These include home care, living assistance, and daycare for adults. The long term insurance packages also contain tax benefits such that the beneficiary does not need to pay tax on the payments received (Health and Human Services Paying For Long-Term Care, 2010).
Beneficiaries obtain financial coverage of long-term care. The long-term care insurance allows one to make use of their savings and life insurance for other purposes. Under the federal program members benefit from a group rate lower than individual payment rates. To qualify for long-term insurance, the purchaser should not have a preexisting medical condition.
Anyone above 18 years may purchase long term insurance. Limitation may come in because purchase of long-term insurance from non-qualified companies jeopardizes ones benefits. Secondly, monthly premiums are expensive (All About Long Term Care, 2010).
Medicare is a form of insurance. It exists in three forms namely Medicare as hospital insurance, Medicare as medical insurance and Medicare as prescription drug coverage.

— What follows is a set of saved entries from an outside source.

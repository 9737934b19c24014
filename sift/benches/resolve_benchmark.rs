use criterion::{criterion_group, criterion_main, Criterion};
use sift::query::normalize;
use sift::{Document, SearchEngine, SearchSettings, SortOrder, SqliteStore};
use std::hint::black_box;
use std::sync::Arc;

const WORDS: &[&str] = &[
    "tomato", "basil", "compost", "pruning", "roses", "soil", "seedling", "mulch", "harvest", "trellis",
    "watering", "greenhouse", "aphids", "perennial", "cutting", "orchard",
];

fn setup_store() -> SqliteStore {
    let store = SqliteStore::open_in_memory().expect("Failed to open in-memory database");
    let docs: Vec<Document> = (0..2_000)
        .map(|i| {
            let title = format!("{} {} notes", WORDS[i % WORDS.len()], WORDS[(i * 7) % WORDS.len()]);
            let body = (0..40)
                .map(|j| WORDS[(i * 31 + j * 13) % WORDS.len()])
                .collect::<Vec<_>>()
                .join(" ");
            Document::new("post", title, body).published_at(i as i64)
        })
        .collect();
    store.insert_documents(&docs).expect("Failed to seed documents");
    store
}

fn bench_normalize(c: &mut Criterion) {
    let settings = SearchSettings::default();
    let mut group = c.benchmark_group("normalize");
    group.bench_function("fulltext_passthrough", |b| {
        b.iter(|| normalize(black_box("  pruning \"climbing\" roses "), &settings))
    });
    group.bench_function("term_split", |b| {
        b.iter(|| normalize(black_box("a, b,  &quot;c&quot; 'd'"), &settings))
    });
    group.finish();
}

fn bench_resolve(c: &mut Criterion) {
    let rt = tokio::runtime::Runtime::new().unwrap();
    let store = setup_store();

    let uncached = SearchEngine::new(
        SearchSettings { cache_enabled: false, ..Default::default() },
        Arc::new(store.clone()),
        None,
    )
    .unwrap();
    let cached = SearchEngine::new(
        SearchSettings::default(),
        Arc::new(store),
        Some(Arc::new(sift::MemoryCache::new())),
    )
    .unwrap();

    let queries = vec![
        ("single_word", "compost"),
        ("multi_word", "pruning roses"),
        ("term_fallback", "greenhous"),
        ("short_terms", "mix of pot"),
    ];

    let mut group = c.benchmark_group("resolve");
    group.sample_size(20);

    for (name, query) in &queries {
        group.bench_function(format!("uncached_{}", name), |b| {
            b.iter(|| rt.block_on(async { uncached.resolve(query, 0, None, SortOrder::Score).await.unwrap() }))
        });
        group.bench_function(format!("cached_{}", name), |b| {
            b.iter(|| rt.block_on(async { cached.resolve(query, 20, None, SortOrder::Score).await.unwrap() }))
        });
    }
    group.finish();
}

criterion_group!(benches, bench_normalize, bench_resolve);
criterion_main!(benches);
impl Database {
    /// Open or create a database at the given path with connection pooling
    pub fn open<P: AsRef<Path>>(path: P) -> DatabaseResult<Self> {
        let manager = SqliteConnectionManager::file(path)
            .with_init(|conn| {
                conn.execute_batch("
                    PRAGMA journal_mode=WAL;
                    PRAGMA synchronous=NORMAL;
                    PRAGMA busy_timeout=5000;
                    PRAGMA cache_size=-32000;
                ")?;
                register_functions(conn)
            });

        let pool = Pool::builder()
            .max_size(8)
            .build(manager)?;

        let db = Self { pool };
        db.setup_schema()?;
        Ok(db)
    }

    /// Open an in-memory database (tests and benchmarks)
    pub fn open_in_memory() -> DatabaseResult<Self> {
        let manager = SqliteConnectionManager::memory().with_init(|conn| register_functions(conn));

        // In-memory needs single connection to maintain state
        let pool = Pool::builder()
            .max_size(1)
            .build(manager)?;

        let db = Self { pool };
        db.setup_schema()?;
        Ok(db)
    }

    /// Get a connection from the pool
    fn get_conn(&self) -> DatabaseResult<PooledConnection<SqliteConnectionManager>> {
        Ok(self.pool.get()?)
    }

    fn setup_schema(&self) -> DatabaseResult<()> {
        let conn = self.get_conn()?;

        conn.execute_batch(r#"
            CREATE TABLE IF NOT EXISTS documents (
                id INTEGER PRIMARY KEY AUTOINCREMENT,
                kind TEXT NOT NULL,
                status TEXT NOT NULL,
                title TEXT NOT NULL,
                body TEXT NOT NULL,
                published_at INTEGER NOT NULL
            );

            CREATE VIRTUAL TABLE IF NOT EXISTS documents_fts USING fts5(
                title,
                body,
                content='documents',
                content_rowid='id'
            );

            CREATE TRIGGER IF NOT EXISTS documents_ai AFTER INSERT ON documents BEGIN
                INSERT INTO documents_fts(rowid, title, body) VALUES (new.id, new.title, new.body);
            END;

            CREATE TRIGGER IF NOT EXISTS documents_ad AFTER DELETE ON documents BEGIN
                INSERT INTO documents_fts(documents_fts, rowid, title, body)
                VALUES ('delete', old.id, old.title, old.body);
            END;

            CREATE TRIGGER IF NOT EXISTS documents_au AFTER UPDATE ON documents BEGIN
                INSERT INTO documents_fts(documents_fts, rowid, title, body)
                VALUES ('delete', old.id, old.title, old.body);
                INSERT INTO documents_fts(rowid, title, body) VALUES (new.id, new.title, new.body);
            END;

            CREATE TABLE IF NOT EXISTS cache_entries (
                key TEXT PRIMARY KEY,
                value BLOB NOT NULL,
                expires_at INTEGER NOT NULL
            );

            CREATE INDEX IF NOT EXISTS idx_documents_published ON documents(published_at);
            CREATE INDEX IF NOT EXISTS idx_documents_kind_status ON documents(kind, status);
        "#)?;

        tracing::info!("database schema ready");
        Ok(())
    }

    /// Get total number of documents
    pub fn count_documents(&self) -> DatabaseResult<u64> {
        let conn = self.get_conn()?;
        let count: i64 = conn.query_row("SELECT COUNT(*) FROM documents", [], |row| row.get(0))?;
        Ok(count as u64)
    }

    /// Insert a document and return its ID. Any `id` on the input is ignored.
    pub fn insert_document(&self, doc: &Document) -> DatabaseResult<i64> {
        let conn = self.get_conn()?;
        conn.execute(
            "INSERT INTO documents (kind, status, title, body, published_at) VALUES (?1, ?2, ?3, ?4, ?5)",
            params![doc.kind, doc.status, doc.title, doc.body, doc.published_at],
        )?;
        Ok(conn.last_insert_rowid())
    }

    /// Insert many documents in one transaction. Returns the new IDs in input order.
    pub fn insert_documents(&self, docs: &[Document]) -> DatabaseResult<Vec<i64>> {
        let conn = self.get_conn()?;
        let tx = conn.unchecked_transaction()?;
        let mut ids = Vec::with_capacity(docs.len());
        {
            let mut stmt = tx.prepare(
                "INSERT INTO documents (kind, status, title, body, published_at) VALUES (?1, ?2, ?3, ?4, ?5)",
            )?;
            for doc in docs {
                stmt.execute(params![doc.kind, doc.status, doc.title, doc.body, doc.published_at])?;
                ids.push(tx.last_insert_rowid());
            }
        }
        tx.commit()?;
        Ok(ids)
    }

    /// Replace every field of an existing document
    pub fn update_document(&self, id: i64, doc: &Document) -> DatabaseResult<()> {
        let conn = self.get_conn()?;
        let changed = conn.execute(
            "UPDATE documents SET kind = ?1, status = ?2, title = ?3, body = ?4, published_at = ?5 WHERE id = ?6",
            params![doc.kind, doc.status, doc.title, doc.body, doc.published_at, id],
        )?;
        if changed == 0 {
            return Err(DatabaseError::NotFound(id));
        }
        Ok(())
    }

    pub fn delete_document(&self, id: i64) -> DatabaseResult<()> {
        let conn = self.get_conn()?;
        conn.execute("DELETE FROM documents WHERE id = ?1", [id])?;
        Ok(())
    }

    /// Fetch documents by IDs, preserving the order of the input IDs
    pub fn fetch_documents_by_ids(&self, ids: &[i64]) -> DatabaseResult<Vec<Document>> {
        if ids.is_empty() {
            return Ok(Vec::new());
        }

        let conn = self.get_conn()?;
        let placeholders = ids.iter().map(|_| "?").collect::<Vec<_>>().join(",");
        let sql = format!("SELECT {} FROM documents WHERE id IN ({})", DOCUMENT_COLUMNS, placeholders);

        let mut stmt = conn.prepare(&sql)?;
        let params: Vec<Value> = ids.iter().map(|&id| id.into()).collect();
        let docs: Vec<Document> = stmt
            .query_map(rusqlite::params_from_iter(params), Self::row_to_document)?
            .collect::<Result<Vec<_>, _>>()?;

        // Re-sort to match input ID order
        let id_to_doc: std::collections::HashMap<i64, Document> = docs
            .into_iter()
            .filter_map(|doc| doc.id.map(|id| (id, doc)))
            .collect();

        Ok(ids.iter().filter_map(|id| id_to_doc.get(id).cloned()).collect())
    }

    /// Run a built match query with SQLite C-level interrupt support.
    ///
    /// The statement is interrupted as soon as `token` is cancelled, which
    /// surfaces as `DatabaseError::Interrupted`.
    pub fn run_match_query(
        &self,
        sql: &str,
        params: Vec<Value>,
        token: &CancellationToken,
        runtime: &tokio::runtime::Handle,
    ) -> DatabaseResult<Vec<RawMatch>> {
        use tokio_util::task::AbortOnDropHandle;

        if token.is_cancelled() {
            return Err(DatabaseError::Interrupted);
        }

        let conn = self.get_conn()?;
        let interrupt_handle = conn.get_interrupt_handle();

        let token_clone = token.clone();
        let watcher = runtime.spawn(async move {
            token_clone.cancelled().await;
            interrupt_handle.interrupt();
        });
        let _abort_guard = AbortOnDropHandle::new(watcher);

        let run = || -> rusqlite::Result<Vec<RawMatch>> {
            let mut stmt = conn.prepare(sql)?;
            let rows = stmt.query_map(rusqlite::params_from_iter(params), |row| {
                Ok(RawMatch {
                    id: row.get(0)?,
                    score: row.get(1)?,
                    timestamp: row.get(2)?,
                })
            })?;
            rows.collect()
        };

        match run() {
            Ok(rows) => Ok(rows),
            Err(rusqlite::Error::SqliteFailure(err, _)) if err.code == rusqlite::ffi::ErrorCode::OperationInterrupted => {
                Err(DatabaseError::Interrupted)
            }
            Err(e) => Err(e.into()),
        }
    }

    // ─────────────────────────────────────────────────────────────────────────────
    // Cache entries
    // ─────────────────────────────────────────────────────────────────────────────

    /// Value for `key` unless it expired at or before `now`
    pub fn cache_get(&self, key: &str, now: i64) -> DatabaseResult<Option<Vec<u8>>> {
        let conn = self.get_conn()?;
        let value = conn
            .query_row(
                "SELECT value FROM cache_entries WHERE key = ?1 AND expires_at > ?2",
                params![key, now],
                |row| row.get(0),
            )
            .optional()?;
        Ok(value)
    }

    pub fn cache_set(&self, key: &str, value: &[u8], expires_at: i64) -> DatabaseResult<()> {
        let conn = self.get_conn()?;
        conn.execute(
            "INSERT OR REPLACE INTO cache_entries (key, value, expires_at) VALUES (?1, ?2, ?3)",
            params![key, value, expires_at],
        )?;
        Ok(())
    }

    pub fn cache_delete(&self, key: &str) -> DatabaseResult<()> {
        let conn = self.get_conn()?;
        conn.execute("DELETE FROM cache_entries WHERE key = ?1", [key])?;
        Ok(())
    }

    /// Delete every entry whose key starts with `prefix`
    pub fn cache_clear_prefix(&self, prefix: &str) -> DatabaseResult<u64> {
        let conn = self.get_conn()?;
        // substr comparison avoids LIKE wildcard handling
        let removed = conn.execute(
            "DELETE FROM cache_entries WHERE substr(key, 1, length(?1)) = ?1",
            [prefix],
        )?;
        Ok(removed as u64)
    }

    /// Drop entries that expired at or before `now`
    pub fn cache_purge_expired(&self, now: i64) -> DatabaseResult<u64> {
        let conn = self.get_conn()?;
        let removed = conn.execute("DELETE FROM cache_entries WHERE expires_at <= ?1", [now])?;
        Ok(removed as u64)
    }

    fn row_to_document(row: &rusqlite::Row) -> rusqlite::Result<Document> {
        Ok(Document {
            id: Some(row.get(0)?),
            kind: row.get(1)?,
            status: row.get(2)?,
            title: row.get(3)?,
            body: row.get(4)?,
            published_at: row.get(5)?,
        })
    }
}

In addition, there are medical advantage plans provided by private companies. They encompass one or more of the other categories of Medicare. Medicare covers hospitalization bills, doctors’ fees and drug costs depending on the type of Medicare. Qualification for Medicare is only available to people above the age of 65. People with certain disabilities and falling below the age also qualify.
The beneficiary has to pay regularly for the program. Medicare limitation is that the financial compensation under Medicare may be insufficient to cover all long-term costs (Who pays for long-term Care?, 2010).
With Medicaid, the beneficiary receives long-term home care within their community or in a nursing home. With Medicaid, the beneficiary does not have to leave their home, instead they can ask for care provisions at home.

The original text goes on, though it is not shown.